Some families of COVID-19 victims have criticised the use of the term 'underlying health condition', arguing that it belittles the deadly virus and lessens the responsibility of those tasked with caring for them.   

Gauci said that age was "an underlying situation that makes people more vulnerable to complications from COVID".

How are patients being treated?

Gauci said that seven people are currently receiving treatment in Mater Dei's intensive care unit. Some are being helped to breathe with the aid of a ventilator. 

Additionally Gauci said that Malta had acquired the drug Remdesivir, a broad-spectrum antiviral medication, through EU procurement, which has benefitted coronavirus patients in Malta. 
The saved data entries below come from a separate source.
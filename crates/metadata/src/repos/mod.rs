//! Repository traits for metadata operations.

pub mod base_resource_types;
pub mod builds;
pub mod leases;
pub mod pipelines;
pub mod resource_configs;
pub mod resource_types;
pub mod resources;
pub mod versions;

pub use base_resource_types::BaseResourceTypeRepo;
pub use builds::BuildRepo;
pub use leases::LeaseRepo;
pub use pipelines::PipelineRepo;
pub use resource_configs::ResourceConfigRepo;
pub use resource_types::ResourceTypeRepo;
pub use resources::ResourceRepo;
pub use versions::VersionRepo;
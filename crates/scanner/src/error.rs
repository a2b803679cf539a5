//! Scanner error types.

use lookout_metadata::MetadataError;
use thiserror::Error;

/// Failure of a checker, as reported by the check provider.
#[derive(Debug, Clone, PartialEq, Eq, Error)]
pub enum CheckError {
    /// The resource's check script ran and exited non-zero.
    #[error("resource script '{script}' failed: exit status {exit_status}\n\nstderr:\n{stderr}")]
    ScriptFailed {
        script: String,
        exit_status: i32,
        stderr: String,
    },

    #[error("{0}")]
    Internal(String),
}

impl CheckError {
    pub fn is_script_failure(&self) -> bool {
        matches!(self, Self::ScriptFailed { .. })
    }

    /// Label value for the failed-checks metric.
    pub fn kind(&self) -> &'static str {
        match self {
            Self::ScriptFailed { .. } => "script",
            Self::Internal(_) => "internal",
        }
    }
}

/// Errors returned by scanner entry points.
#[derive(Debug, Error)]
pub enum ScanError {
    #[error("resource '{0}' not found")]
    ResourceNotFound(String),

    /// Another holder has the checking lease. Routine; back off and retry.
    #[error("failed to acquire checking lock")]
    FailedToAcquireLock,

    #[error("{0}")]
    InvalidInterval(lookout_core::Error),

    #[error("resource type '{0}' has no known version")]
    ResourceTypeVersionUnknown(String),

    #[error(transparent)]
    Check(#[from] CheckError),

    #[error(transparent)]
    Metadata(#[from] MetadataError),

    #[error(transparent)]
    Core(lookout_core::Error),

    #[error("scan cancelled")]
    Cancelled,
}

impl ScanError {
    pub fn is_script_failure(&self) -> bool {
        matches!(self, Self::Check(err) if err.is_script_failure())
    }
}

impl From<lookout_core::Error> for ScanError {
    fn from(e: lookout_core::Error) -> Self {
        match e {
            lookout_core::Error::InvalidInterval { .. } => Self::InvalidInterval(e),
            lookout_core::Error::ResourceTypeVersionUnknown(name) => {
                Self::ResourceTypeVersionUnknown(name)
            }
            other => Self::Core(other),
        }
    }
}

/// Result type for scanner operations.
pub type ScanResult<T> = std::result::Result<T, ScanError>;
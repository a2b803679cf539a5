//! Metadata store trait and the SQLite implementation.

use crate::error::{MetadataError, MetadataResult};
use crate::repos::{
    BaseResourceTypeRepo, BuildRepo, LeaseRepo, PipelineRepo, ResourceConfigRepo,
    ResourceRepo, ResourceTypeRepo, VersionRepo,
};
use async_trait::async_trait;
use sqlx::sqlite::{SqliteConnectOptions, SqlitePoolOptions};
use sqlx::{Pool, Sqlite};
use std::path::Path;
use std::str::FromStr;
use std::time::Duration;

/// Combined metadata store trait.
#[async_trait]
pub trait MetadataStore:
    PipelineRepo
    + ResourceRepo
    + ResourceTypeRepo
    + BuildRepo
    + BaseResourceTypeRepo
    + ResourceConfigRepo
    + VersionRepo
    + LeaseRepo
    + Send
    + Sync
{
    /// Run database migrations.
    async fn migrate(&self) -> MetadataResult<()>;

    /// Check database connectivity and health.
    async fn health_check(&self) -> MetadataResult<()>;
}

/// SQLite-based metadata store.
///
/// All access goes through a single pooled connection, so writers are
/// serialised and find-or-create needs no separate advisory lock.
pub struct SqliteStore {
    pool: Pool<Sqlite>,
}

impl SqliteStore {
    /// Create a new SQLite store. `":memory:"` opens a private in-memory
    /// database.
    pub async fn new(
        path: impl AsRef<Path>,
        query_timeout_secs: Option<u64>,
    ) -> MetadataResult<Self> {
        let path = path.as_ref();
        let query_timeout_secs = query_timeout_secs.unwrap_or(600);

        let opts = if path == Path::new(":memory:") {
            SqliteConnectOptions::from_str("sqlite::memory:")?
        } else {
            if let Some(parent) = path.parent().filter(|p| !p.as_os_str().is_empty()) {
                std::fs::create_dir_all(parent).map_err(|e| {
                    MetadataError::Config(format!(
                        "failed to create database directory {}: {e}",
                        parent.display()
                    ))
                })?;
            }
            SqliteConnectOptions::from_str(&format!("sqlite:{}?mode=rwc", path.display()))?
                .create_if_missing(true)
                .journal_mode(sqlx::sqlite::SqliteJournalMode::Wal)
                .synchronous(sqlx::sqlite::SqliteSynchronous::Normal)
        };
        let opts = opts
            .foreign_keys(true)
            .busy_timeout(Duration::from_secs(5));

        let pool = SqlitePoolOptions::new()
            // One connection: SQLite has a single writer, and an in-memory
            // database lives and dies with its connection.
            .max_connections(1)
            .min_connections(1)
            .idle_timeout(None)
            .max_lifetime(None)
            .connect_with(opts)
            .await?;

        let store = Self { pool };
        store.migrate().await?;

        tracing::debug!(
            path = %path.display(),
            query_timeout_secs,
            "SQLite metadata store ready (query timeout is advisory only)"
        );

        Ok(store)
    }

    /// Get a reference to the connection pool.
    pub fn pool(&self) -> &Pool<Sqlite> {
        &self.pool
    }
}

#[async_trait]
impl MetadataStore for SqliteStore {
    async fn migrate(&self) -> MetadataResult<()> {
        sqlx::query(SCHEMA_SQL).execute(&self.pool).await?;
        Ok(())
    }

    async fn health_check(&self) -> MetadataResult<()> {
        sqlx::query("SELECT 1").execute(&self.pool).await?;
        Ok(())
    }
}
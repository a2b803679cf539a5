//! Build repository.

use crate::error::MetadataResult;
use crate::models::BuildRow;
use async_trait::async_trait;

#[async_trait]
pub trait BuildRepo: Send + Sync {
    async fn create_build(
        &self,
        team_id: i64,
        pipeline_id: Option<i64>,
        name: &str,
    ) -> MetadataResult<BuildRow>;

    async fn get_build(&self, build_id: i64) -> MetadataResult<Option<BuildRow>>;

    /// Delete a build. Its usage edges go with it.
    async fn delete_build(&self, build_id: i64) -> MetadataResult<()>;
}
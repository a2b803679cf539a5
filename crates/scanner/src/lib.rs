//! Resource check scheduling for lookout.
//!
//! [`ResourceScanner`] runs one check cycle for one resource: it takes the
//! resource's checking lease, resolves the config identity being checked,
//! invokes a [`Checker`], and hands discovered versions to the
//! [`VersionRepository`]. [`Radar`] drives it periodically.

pub mod clock;
pub mod db;
pub mod error;
pub mod metrics;
pub mod ports;
pub mod radar;
pub mod scanner;

pub use clock::{Clock, FakeClock, SystemClock};
pub use db::{DbLease, DbPipeline, DbVersions, pipeline_scanner};
pub use error::{CheckError, ScanError, ScanResult};
pub use ports::{CheckRequest, Checker, CheckerFactory, Lease, PipelineStore, VersionRepository};
pub use radar::Radar;
pub use scanner::{ResourceScanner, ScannerSettings};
“We follow all treatments and ongoing clinical trials, a number of which we have tried ourselves,” she said. “Remdisiver has proven to be helpful with COVID, so for those who are clinically eligible and on the advice of the clinician we are providing patients with this treatment.”

On the care of elderly coronavirus patients in nursing homes, Gauci said that these are visited daily by a consultant geriartrician who looks for symptoms and offers ongoing support. 

“We do a medical review daily where patients are monitored and supported. When it is required, they are transferred to hospital,” she said.

When will a vaccine be available?

Noting that seasonal influenza vaccines would be available on October 11, the Superintendent said that health authorities were doing all they can to prevent the double burden of COVID-19 and influenza from colliding. 

She said Malta was involved in and monitoring clinical trials for a COVID-19 vaccine. Results had thus far been positive and she hoped that a working vaccine would be publicly available soon. 

Replying to a question about mandatory vaccination, Gauci said that flu vaccines were not obligatory, however it was important for the vulnerable, including the elderly, young children and sufferers of chronic illnesses to get it if possible. 

“We firmly believe in this aspect that we need to rely on the responsibility of people who understand the risks and are going for it, however I strongly appeal for vulnerable people to take the influenza vaccine,” she said.